COVID-19 is unlike anything I’ve seen. I’ve never had this many critically ill patients at once, nor have I seen patients become so frighteningly sick, so quick. This experience will remain with me for the rest of my life.  Encouragingly, social distance is helping to flatten the curve, yet there is much more work ahead and I can’t make any predictions.  But, As I work through the trials and tribulations of fighting this virus and caring for my patients, I want to learn as much as I can. And, to this end, this pandemic is further strengthening my skills, affirming what makes an effective care team, and confirming the best practices I’ve been trained on.

Building New Skills

As an intensivist, I am used to seeing the sickest of patients. I am used to seeing respiratory failure, refractory shock, cardiac arrest, dangerous arrhythmia, life-threatening embolism. I am not used to seeing all of these conditions, all at once, in one patient. And this is how some patients with COVID present. This experience is upending years of classical critical care teaching as this disease continues to confound critical care specialists the world over. Before COVID-19, we treated ARDS patients basically the same. This disease has taught me that not every respiratory failure is the same, and I need to individualize the treatment depending on the course of the illness. Moreover, this disease has taught me to be judicious with the use of mechanical ventilation, and I think after COVID-19, we will be more facile at treating respiratory failure without mechanical ventilation. Furthermore, never have I seen such profound and severe hypoxemia, with many patients not having symptoms. This experience is strengthening my understanding of the exquisite nature of pulmonary pathophysiology, and giving me an even deep understanding of how the lungs are affected by this virus. After COVID-19, I will not bat an eye at a patient with DKA or even sepsis or septic shock.

The value of evidence-based medicine and data

Sound Physicians has been monitoring and managing COVID-19 since early 2020 when the first cases started occurring in the United States. In addition to ensuring patients receive appropriate care and achieve the best outcomes, the safety and protection of clinicians is a top priority. Sound’s Chief Clinical Officer, John Birkmeyer, M.D., recently put it this way in a recent interview with the NEJM Catalyst:

“Our major focus in reacting to the COVID-19 epidemic has been to retool our nationwide IT platform to track in real-time which patients have COVID in the presence or absence of testing confirmation. That same IT tool not only applies to patients that have COVID but simplifies our team’s approach to be able to concentrate those patients on specific teams and in specific parts of the hospital.”
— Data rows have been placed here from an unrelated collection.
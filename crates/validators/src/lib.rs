// Copyright 2022 Webb Technologies Inc.
//
// Licensed under the Apache License, Version 2.0 (the "License");
// you may not use this file except in compliance with the License.
// You may obtain a copy of the License at
//
// http://www.apache.org/licenses/LICENSE-2.0
//
// Unless required by applicable law or agreed to in writing, software
// distributed under the License is distributed on an "AS IS" BASIS,
// WITHOUT WARRANTIES OR CONDITIONS OF ANY KIND, either express or implied.
// See the License for the specific language governing permissions and
// limitations under the License.

//! # Validator sets and quorum
//!
//! Resolves the weighted validator set of a subnet through the platform
//! chain API and decides whether collected attestations carry enough of
//! its stake weight.

#![deny(unsafe_code)]

/// Canonical ordering of API validator lists.
pub mod canonical;
/// Platform chain API clients.
pub mod client;
/// Quorum evaluation over a validator set.
pub mod quorum;
/// Height-aware, cached validator set resolution.
pub mod resolver;

pub use canonical::canonical_validator_set;
pub use client::{JsonRpcPlatformClient, PlatformClient, RawValidator};
pub use quorum::{
    has_quorum, signed_weight, Attestation, AttestationSet, QuorumRequirement,
};
pub use resolver::CanonicalValidatorClient;

/// A type alias for the result of validator operations.
pub type Result<T> = warp_relayer_utils::Result<T>;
With the abundance of “panic prescribing” – as mentioned by Dr. Arthur Caplan in a recent Critical Matters podcast – where clinicians are treating patients with a myriad of treatments with very little data, this pandemic has further solidified the absolute importance of making sure that treatments we administer – especially ones with potential harm – have solid evidence behind them

Patient care is a team sport

 Hesham Hassaballa, MD, FCCP, FAASM, Regional Medical Director, Critical Care

I always knew – and preached – that critical care is a team sport. Witnessing the COVID-19 pandemic firsthand, my appreciation for a team approach is even greater. Doctors are working hard while ICU nurses are finding new ways to support the clinical teams and rounding multiple times a day. The respiratory therapists are making complicated ventilator changes to help patients breathe easier. Patient care technicians and environmental services colleagues are playing an important role too in turning over rooms so the next patient can be treated in that ICU room. Anesthesiologists with critical care training have pitched in and hospitalists have helped in the ICU to support the care of the non-COVID patients. This pandemic has truly shown that “we are all in this together.”

My hand hygiene will never be the same

The COVID-19 pandemic has reconfirmed proper hand-washing: washing is best with soap and water, but hand sanitizer is also effective if soap and water are not available. The entire hand needs to be washed vigorously: each finger, each surface, and in between the fingers as well. The nails also need to be washed and should be for at least 20 seconds.

We are not out of the woods, not even close. Yet, there have been successes. On my last weekend shift, yes, we did lose a patient, most unexpectedly. That same day, however, we also “clapped out” a patient who was in the ICU on a ventilator for a very long time, and he walked out of the hospital alive and well. It is these successes that give me the oxygen to keep going, and they give me the strength to carry on in the darkest of times.